Download figure to PowerPoint

Improvement of feasibility-defining the 6-DVU score

We conducted an initial pilot examination of STIR images of the spine in 12 patients with active AS (mean BASDAI of 6.2) at a single site (University of Alberta). There was consensus among the 3 readers at this site that the mean ± SD number of discovertebral units with unequivocal BME was 3.2 ± 3.2 (95% confidence interval [95% CI] 1.2, 5.2). Consequently, in developing a more feasible approach to the scoring of spinal inflammation, we elected to score only 6 discovertebral units for all future exercises. Applying this approach to the scoring of these 12 patients would have captured 84.2% of all affected discovertebral units (32 of a total of 38 affected units). The 6 chosen units would constitute those units demonstrating the most apparent lesions on the STIR sequence and would be the same units scored concurrently on pre- and posttreatment images. Therefore, the data presented below describes the scoring of a maximum of 6 affected discovertebral units per patient and has been designated the 6-DVU score. Confining the analysis to a maximum of 6 affected units also reduced the time required to score the MRI films from 20–30 minutes to 10–15 minutes per patient.

MRI reading exercises

A unique MRI study number was allocated to each patient, thereby ensuring blinding to all patient identifiers. Allocation was done by a technologist not connected with the study. Assessment was based on printed film to allow multiple readers to assess scans that were set up on multiple view boxes at the same time. Each film was only identified by the MRI study number and images were read in random order. Pre- and posttreatment images were scored concurrently with the observer blinded to time sequence. For assessment of intraobserver reproducibility, MR images were randomly scored on 2 separate occasions 2 weeks apart after MR images had been allocated different study numbers and rerandomized for the second reading exercise by an independent observer who was not involved in the scoring exercise.

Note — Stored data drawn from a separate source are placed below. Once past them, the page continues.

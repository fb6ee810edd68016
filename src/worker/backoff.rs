//! Pause between receive attempts after a transport failure.

use std::time::Duration;

use backon::{BackoffBuilder, ExponentialBackoff, ExponentialBuilder};

/// Default fixed pause after a failed receive.
pub const DEFAULT_BACKOFF: Duration = Duration::from_secs(5);

/// How long to wait after a failed receive.
#[derive(Debug, Clone, Copy, PartialEq, Eq)]
pub enum BackoffPolicy {
    /// Same delay every time.
    Fixed { delay: Duration },
    /// Doubling delay between `min` and `max`, with jitter.
    Exponential { min: Duration, max: Duration },
}

impl Default for BackoffPolicy {
    fn default() -> Self {
        BackoffPolicy::Fixed {
            delay: DEFAULT_BACKOFF,
        }
    }
}

impl BackoffPolicy {
    fn exponential_builder(min: Duration, max: Duration) -> ExponentialBuilder {
        ExponentialBuilder::default()
            .with_min_delay(min)
            .with_max_delay(max)
            .with_max_times(usize::MAX)
            .with_jitter()
    }
}

/// Stateful delay source driven by a `BackoffPolicy`.
///
/// `reset` after a successful receive so the next outage starts from the
/// minimum delay again.
pub struct FailureBackoff {
    policy: BackoffPolicy,
    delays: Option<ExponentialBackoff>,
    consecutive_failures: u32,
}

impl FailureBackoff {
    pub fn new(policy: BackoffPolicy) -> Self {
        Self {
            policy,
            delays: None,
            consecutive_failures: 0,
        }
    }

    pub fn policy(&self) -> BackoffPolicy {
        self.policy
    }

    /// Failures since the last reset.
    pub fn consecutive_failures(&self) -> u32 {
        self.consecutive_failures
    }

    /// Delay to apply for the failure that just happened.
    pub fn next_delay(&mut self) -> Duration {
        self.consecutive_failures = self.consecutive_failures.saturating_add(1);

        match self.policy {
            BackoffPolicy::Fixed { delay } => delay,
            BackoffPolicy::Exponential { min, max } => self
                .delays
                .get_or_insert_with(|| BackoffPolicy::exponential_builder(min, max).build())
                .next()
                .unwrap_or(max),
        }
    }

    pub fn reset(&mut self) {
        self.delays = None;
        self.consecutive_failures = 0;
    }
}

MRI readings were preceded by 2 training exercises conducted by a rheumatologist and a radiologist (WPM and RGWL) at the University of Alberta site to determine feasibility of the scoring method and obtain preliminary data on reproducibility. In addition, a set of 6 reference MRI images from patients with AS were chosen depicting the range of abnormalities typically seen on MRI in patients with clinically active AS. Images (in JPEG format) of these reference AS cases were then sent electronically to the University of Toronto site and the scoring method was discussed by teleconference. Scoring of MRI lesions at the University of Toronto site then ensued without a formal training exercise.

Cohort A readings

Abnormal signals on STIR images from spinal MRI scans in 11 patients with AS and 3 controls with nonspecific back pain were blindly scored by 3 independent readers at the University of Alberta, 2 radiologists (RGWL and SSD) and 1 rheumatologist (WPM), on 2 separate occasions.

Cohort B readings

Abnormal signals on STIR images from spinal MRI scans in 11 patients with AS and 3 controls with nonspecific back pain were blindly scored by the same 3 independent readers at the University of Alberta at baseline and at 24 weeks after randomization of the AS patients to receive either placebo or infliximab (3:8 randomization). Spinal lesions from 9 patients with AS were also scored blindly by 3 readers at the University of Toronto, a radiologist (DS) and 2 rheumatologists (RDI and MS), at baseline and 24 weeks after randomization to receive either infliximab or placebo. The Toronto pre- and posttreatment films were then sent to the University of Alberta and read by 2 independent readers (RGWL and SSD). These exercises allowed the assessment of interobserver reliability of the scoring method across both sites. We also compared the reliability and responsiveness of scores recorded for STIR with those recorded for Gd-DTPA–enhanced MRI.

Statistical analysis

Descriptive statistics (mean, median, SD), frequency histograms, and box-plots with median, interquartile ranges, and maximum and minimum values were used to describe the overall distribution of scores. The intra- and interobserver reproducibility were calculated using analysis of variance to provide an intraclass correlation coefficient (ICC). A 2-way mixed effects model with the observer as a fixed factor was used. A value >0.6 was considered good reproducibility, a value >0.8 represented very good reproducibility, and a value >0.9 represented excellent reproducibility. Reproducibility was also examined using Bland-Altman plots and 95% limits of agreement. These plots allow the visualization of interobserver differences across the whole range of scores. The intrarater variance was used to calculate the smallest detectable difference (SDD) between 2 readings by a single rater for a single patient. The SDD was calculated by multiplying the SD of the differences by 1.96.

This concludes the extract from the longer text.